◆ **WHAT TO WORK ON**
Count the lines of the records below that hold the word "BTreeMap", and give only the number.

##### PROVIDED RECORDS

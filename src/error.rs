//! Error types for loading and model construction.
//!
//! Every failure here is fatal: the loader and the builder stop at the first
//! problem and no partial model is ever handed to a solver.

use thiserror::Error;

use crate::models::LocationId;

/// Crate-wide error.
#[derive(Debug, Error)]
pub enum Error {
    /// A record is malformed: missing field, wrong type, bad value, or a
    /// reference to an entity that does not exist.
    #[error("invalid {collection} record {record}: field `{field}` {reason}")]
    Validation {
        collection: &'static str,
        record: String,
        field: String,
        reason: String,
    },

    /// The same identifier appears twice within one collection.
    #[error("duplicate id {id} in {collection}")]
    DuplicateId { collection: &'static str, id: String },

    /// An ordered location pair needed for travel chaining has no entry in
    /// the distance table.
    #[error("missing travel time from location {from} to location {to}")]
    MissingTravelTime { from: LocationId, to: LocationId },

    /// Invalid horizon or otherwise unusable configuration.
    #[error("invalid configuration: {0}")]
    Configuration(String),

    #[error("JSON parse error: {0}")]
    Json(#[from] serde_json::Error),

    #[error("IO error: {0}")]
    Io(#[from] std::io::Error),

    #[error("TOML parse error: {0}")]
    Toml(#[from] toml::de::Error),
}

/// Result alias used throughout the crate.
pub type Result<T> = std::result::Result<T, Error>;

impl Error {
    pub(crate) fn validation(
        collection: &'static str,
        record: impl Into<String>,
        field: impl Into<String>,
        reason: impl Into<String>,
    ) -> Self {
        Self::Validation {
            collection,
            record: record.into(),
            field: field.into(),
            reason: reason.into(),
        }
    }

    pub(crate) fn duplicate(collection: &'static str, id: impl ToString) -> Self {
        Self::DuplicateId {
            collection,
            id: id.to_string(),
        }
    }

    /// Whether this error came from a malformed input document.
    pub fn is_input_error(&self) -> bool {
        matches!(
            self,
            Self::Validation { .. } | Self::DuplicateId { .. } | Self::Json(_)
        )
    }
}
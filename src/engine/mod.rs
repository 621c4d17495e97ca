//! Constraint programming modeling layer.
//!
//! Variables, intervals, expressions and constraints of a CP model, plus an
//! assignment checker. There is no propagation or search here: the
//! [`CpSolver`] trait is the seam for plugging in an external engine
//! (CP-SAT or similar).
//!
//! # Key Components
//!
//! - [`IntVar`], [`BoolVar`], [`IntervalVar`]: handles into a model
//! - [`IntExpr`]: integer expressions, including `Element` and table lookup
//! - [`Constraint`] and [`CpModel`]
//! - [`CpModel::check`]: verifies a [`CpSolution`]
//!
//! # References
//!
//! Rossi, van Beek & Walsh (2006), "Handbook of Constraint Programming"

mod eval;
mod model;
mod solver;
mod variables;

pub use eval::{ConstraintViolation, EvalError, ViolationSource};
pub use model::{Constraint, CpModel};
pub use solver::{CpSolution, CpSolver, SolverConfig, SolverStatus};
pub use variables::{
    BoolVar, Domain, IntExpr, IntVar, IntVarDef, IntervalDef, IntervalStart, IntervalVar,
    PairTable,
};
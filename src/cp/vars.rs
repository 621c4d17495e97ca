//! Handles to the decision variables of a meeting model.

use std::collections::BTreeMap;

use crate::engine::{BoolVar, IntVar, IntervalVar};
use crate::models::{LocationId, PersonId, RoomId, TaskId};

/// Key of a headcount variable `e[task, location]`.
#[derive(Debug, Clone, Copy, PartialEq, Eq, PartialOrd, Ord, Hash)]
pub struct TaskLocation {
    pub task: TaskId,
    pub location: LocationId,
}

/// Key of a location-choice variable `l[person, task]`.
///
/// Ordered task first, so one task's keys form a contiguous range.
#[derive(Debug, Clone, Copy, PartialEq, Eq, PartialOrd, Ord, Hash)]
pub struct PersonTask {
    pub task: TaskId,
    pub person: PersonId,
}

/// Key of a room-assignment boolean `a[room, task]`, ordered task first.
#[derive(Debug, Clone, Copy, PartialEq, Eq, PartialOrd, Ord, Hash)]
pub struct RoomTask {
    pub task: TaskId,
    pub room: RoomId,
}

/// Lowest and highest participant location of a task, and whether they differ.
#[derive(Debug, Clone, Copy, PartialEq, Eq)]
pub struct SiteBounds {
    pub lowest: IntVar,
    pub highest: IntVar,
    pub multisite: BoolVar,
}

/// Chronological ordering of one person's meetings.
///
/// `order[q]` is the position in `meetings` of the meeting that comes
/// `q`-th, and `sorted_starts[q]` is its start.
#[derive(Debug, Clone, PartialEq, Eq)]
pub struct TravelChain {
    pub person: PersonId,
    pub meetings: Vec<TaskId>,
    pub sorted_starts: Vec<IntVar>,
    pub order: Vec<IntVar>,
}

impl TravelChain {
    pub fn len(&self) -> usize {
        self.meetings.len()
    }

    pub fn is_empty(&self) -> bool {
        self.meetings.is_empty()
    }
}

/// Every variable the builder created, keyed by domain ids.
#[derive(Debug, Clone, Default)]
pub struct MeetingVars {
    pub(crate) intervals: BTreeMap<TaskId, IntervalVar>,
    pub(crate) starts: BTreeMap<TaskId, IntVar>,
    pub(crate) headcounts: BTreeMap<TaskLocation, IntVar>,
    pub(crate) locations: BTreeMap<PersonTask, IntVar>,
    pub(crate) rooms: BTreeMap<RoomTask, BoolVar>,
    pub(crate) sites: BTreeMap<TaskId, SiteBounds>,
    pub(crate) chains: Vec<TravelChain>,
}

impl MeetingVars {
    pub fn interval(&self, task: TaskId) -> Option<IntervalVar> {
        self.intervals.get(&task).copied()
    }

    /// Start variable; `None` for fixed tasks, whose start is a constant.
    pub fn start(&self, task: TaskId) -> Option<IntVar> {
        self.starts.get(&task).copied()
    }

    pub fn headcount(&self, task: TaskId, location: LocationId) -> Option<IntVar> {
        self.headcounts
            .get(&TaskLocation { task, location })
            .copied()
    }

    pub fn location(&self, person: PersonId, task: TaskId) -> Option<IntVar> {
        self.locations.get(&PersonTask { person, task }).copied()
    }

    pub fn room(&self, room: RoomId, task: TaskId) -> Option<BoolVar> {
        self.rooms.get(&RoomTask { room, task }).copied()
    }

    pub fn site(&self, task: TaskId) -> Option<SiteBounds> {
        self.sites.get(&task).copied()
    }

    pub fn chains(&self) -> &[TravelChain] {
        &self.chains
    }

    pub fn chain(&self, person: PersonId) -> Option<&TravelChain> {
        self.chains.iter().find(|c| c.person == person)
    }

    /// `l[·, task]` in person id order.
    pub fn locations_of_task(&self, task: TaskId) -> Vec<(PersonId, IntVar)> {
        let first = PersonTask { task, person: PersonId::new(i64::MIN) };
        let last = PersonTask { task, person: PersonId::new(i64::MAX) };
        self.locations
            .range(first..=last)
            .map(|(k, v)| (k.person, *v))
            .collect()
    }

    /// Room booleans of `task`, in room id order.
    pub fn rooms_of_task(&self, task: TaskId) -> Vec<(RoomId, BoolVar)> {
        let first = RoomTask { task, room: RoomId::new(i64::MIN) };
        let last = RoomTask { task, room: RoomId::new(i64::MAX) };
        self.rooms
            .range(first..=last)
            .map(|(k, v)| (k.room, *v))
            .collect()
    }

    /// Number of intervals, one per task.
    pub fn task_count(&self) -> usize {
        self.intervals.len()
    }
}
//! Calendars and off-time intervals.
//!
//! # Time Model
//! Times are integer minutes on the same axis as task starts and the
//! planning horizon. The consumer defines the epoch.

use serde::{Deserialize, Serialize};

use super::CalendarId;

/// A block of time off, `[start, start + duration)`.
#[derive(Debug, Clone, Copy, PartialEq, Eq, Serialize, Deserialize)]
pub struct OffInterval {
    /// Interval start (inclusive).
    pub start: i64,
    /// Length of the interval.
    pub duration: i64,
}

impl OffInterval {
    /// Creates a new off-interval.
    pub fn new(start: i64, duration: i64) -> Self {
        Self { start, duration }
    }

    /// Interval end (exclusive).
    #[inline]
    pub fn end(&self) -> i64 {
        self.start + self.duration
    }

    /// Whether a time falls within this interval.
    #[inline]
    pub fn contains(&self, time: i64) -> bool {
        time >= self.start && time < self.end()
    }
}

/// A named calendar shared by one or more people.
#[derive(Debug, Clone, Serialize, Deserialize)]
pub struct Calendar {
    /// Calendar identifier.
    pub id: CalendarId,
    /// Human-readable name.
    pub name: String,
    /// Start times of zero-duration fixed blocks.
    pub fixed: Vec<i64>,
    /// Periods off work.
    pub offs: Vec<OffInterval>,
}

impl Calendar {
    /// Creates an empty calendar.
    pub fn new(id: CalendarId, name: impl Into<String>) -> Self {
        Self {
            id,
            name: name.into(),
            fixed: Vec::new(),
            offs: Vec::new(),
        }
    }

    /// Adds an off-interval.
    pub fn with_off(mut self, start: i64, duration: i64) -> Self {
        self.offs.push(OffInterval::new(start, duration));
        self
    }

    /// Whether a time falls in any off-interval of this calendar.
    pub fn is_off(&self, time: i64) -> bool {
        self.offs.iter().any(|o| o.contains(time))
    }
}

##########

◆ **SOLUTION**
7